A clean, modular, and educational implementation of Diffusion Models for generating toy datasets. Perfect for learning and experimenting with diffusion models!
🚀 Coming Soon: JAX implementation is under development and will be added in future updates!
- 🧩 Modular Design: Clean, plug-and-play components for easy experimentation
- ⚡ Multiple Sampling Methods: DDPM (standard) and DDIM (accelerated) samplers
- 🎯 Classifier-Free Guidance: Full support for conditional generation with CFG
- 🏗️ Flexible Architecture: Configurable UNet model for various data dimensions
- 📚 Educational: Well-documented code with clear examples
- 🎨 Visualization Tools: Built-in 2D and 3D visualization functions
- ✅ Bug-Free CFG: Recently fixed critical bugs in Classifier-Free Guidance implementation
The implementation supports various toy datasets and conditional generation:
- Swiss Roll Dataset: 3D spiral structure generation
- Conditional Generation: Multi-class Gaussian distributions with guidance control
- Guidance Scale Comparison: Visualize the effect of different guidance strengths
Jax-DiffusionModel-Toy-main/
├── src/
│ ├── data/
│ │ ├── __init__.py
│ │ └── toy_datasets.py # Swiss Roll, Gaussian, Sinusoid datasets
│ ├── diffusion/
│ │ ├── __init__.py
│ │ └── diffusion.py # Gaussian diffusion process
│ ├── models/
│ │ ├── __init__.py
│ │ ├── embeddings.py # Time and condition embeddings
│ │ └── unet.py # UNet architecture
│ ├── samplers/
│ │ ├── __init__.py
│ │ ├── base_sampler.py # Sampler base class with CFG
│ │ ├── ddpm_sampler.py # DDPM sampler (1000 steps)

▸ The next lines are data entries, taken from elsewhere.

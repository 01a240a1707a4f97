//! The current shell/cabinet pick for one widget instance.
//!
//! This is the single source of truth the view renders from; nothing is
//! ever read back out of the DOM.

use crate::model::{CabinetOption, Choice, Configuration, GroupKind, ShellOption};

#[derive(Debug, Clone, Default, PartialEq)]
pub struct SelectionState {
    shell: Option<ShellOption>,
    cabinet: Option<CabinetOption>,
    user_selected: bool,
}

impl SelectionState {
    /// Resolve the configured defaults against the option lists.
    ///
    /// Each group falls back to its first entry when the configured name is
    /// empty or matches nothing. `user_selected` starts true only when a
    /// configured (non-fallback) default actually matched, so a widget with
    /// no defaults keeps its title hidden until the shopper interacts.
    pub fn initialize_defaults(config: &Configuration) -> Self {
        let named_shell = match config.default_shell.as_str() {
            "" => None,
            name => config.shell_by_name(name),
        };
        let named_cabinet = match config.default_cabinet.as_str() {
            "" => None,
            name => config.cabinet_by_name(name),
        };
        let user_selected = named_shell.is_some() || named_cabinet.is_some();
        SelectionState {
            shell: named_shell.or(config.shell_options.first()).cloned(),
            cabinet: named_cabinet.or(config.cabinet_options.first()).cloned(),
            user_selected,
        }
    }

    /// Overwrite the field matching the choice's group.
    pub fn select(&mut self, choice: Choice) {
        match choice {
            Choice::Shell(shell) => self.shell = Some(shell),
            Choice::Cabinet(cabinet) => self.cabinet = Some(cabinet),
        }
        self.user_selected = true;
    }

    /// Name equality against the current pick of the choice's group.
    pub fn is_selected(&self, choice: &Choice) -> bool {
        match choice.kind() {
            GroupKind::Shell => self.shell.as_ref().is_some_and(|s| s.name == choice.name()),
            GroupKind::Cabinet => self
                .cabinet
                .as_ref()
                .is_some_and(|c| c.name == choice.name()),
        }
    }

    pub fn shell(&self) -> Option<&ShellOption> {
        self.shell.as_ref()
    }

    pub fn cabinet(&self) -> Option<&CabinetOption> {
        self.cabinet.as_ref()
    }

    /// True once the shopper picked something, or a configured default
    /// matched at init. Gates title visibility.
    pub fn user_selected(&self) -> bool {
        self.user_selected
    }
}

│ │ └── ddim_sampler.py # DDIM sampler (50 steps, 20x faster)
│ ├── train.py # Training framework
│ └── inference.py # Inference and visualization
├── train_swiss_roll.py # Swiss Roll training example
├── train_conditional.py # Conditional generation example
├── config.py # Configuration presets
├── requirements.txt # Dependencies
└── README.md
pip install -r requirements.txtpython train_swiss_roll.pyThis will:
- Train a diffusion model on 3D Swiss Roll data
- Generate samples using both DDPM and DDIM samplers
- Save visualizations to
pics/directory
python train_conditional.pyThis will:
- Train a conditional diffusion model on multi-class Gaussian data
- Demonstrate Classifier-Free Guidance with different scales
- Compare generation quality across guidance strengths (0.0, 1.0, 2.0, 3.0)
Generate various toy datasets for experimentation:
from src.data import SwissRoll, GaussianDataset, SinusoidDataset
# 3D Swiss Roll
dataset = SwissRoll(n_samples=5000, height=21, noise=0.1)
# 2D Gaussian
dataset = GaussianDataset(n_samples=2000, dim=2)
# 2D Sinusoid
dataset = SinusoidDataset(n_samples=2000)Gaussian diffusion process with multiple beta schedules:
from src.diffusion import GaussianDiffusion
diffusion = GaussianDiffusion(
timesteps=1000,
beta_schedule='linear', # Options: 'linear', 'quadratic', 'cosine'
beta_start=0.0001,
beta_end=0.02
)Beta Schedules:
linear: Simple linear schedule (default)quadratic: Quadratic schedule for smoother transitionscosine: Cosine schedule (recommended for better quality)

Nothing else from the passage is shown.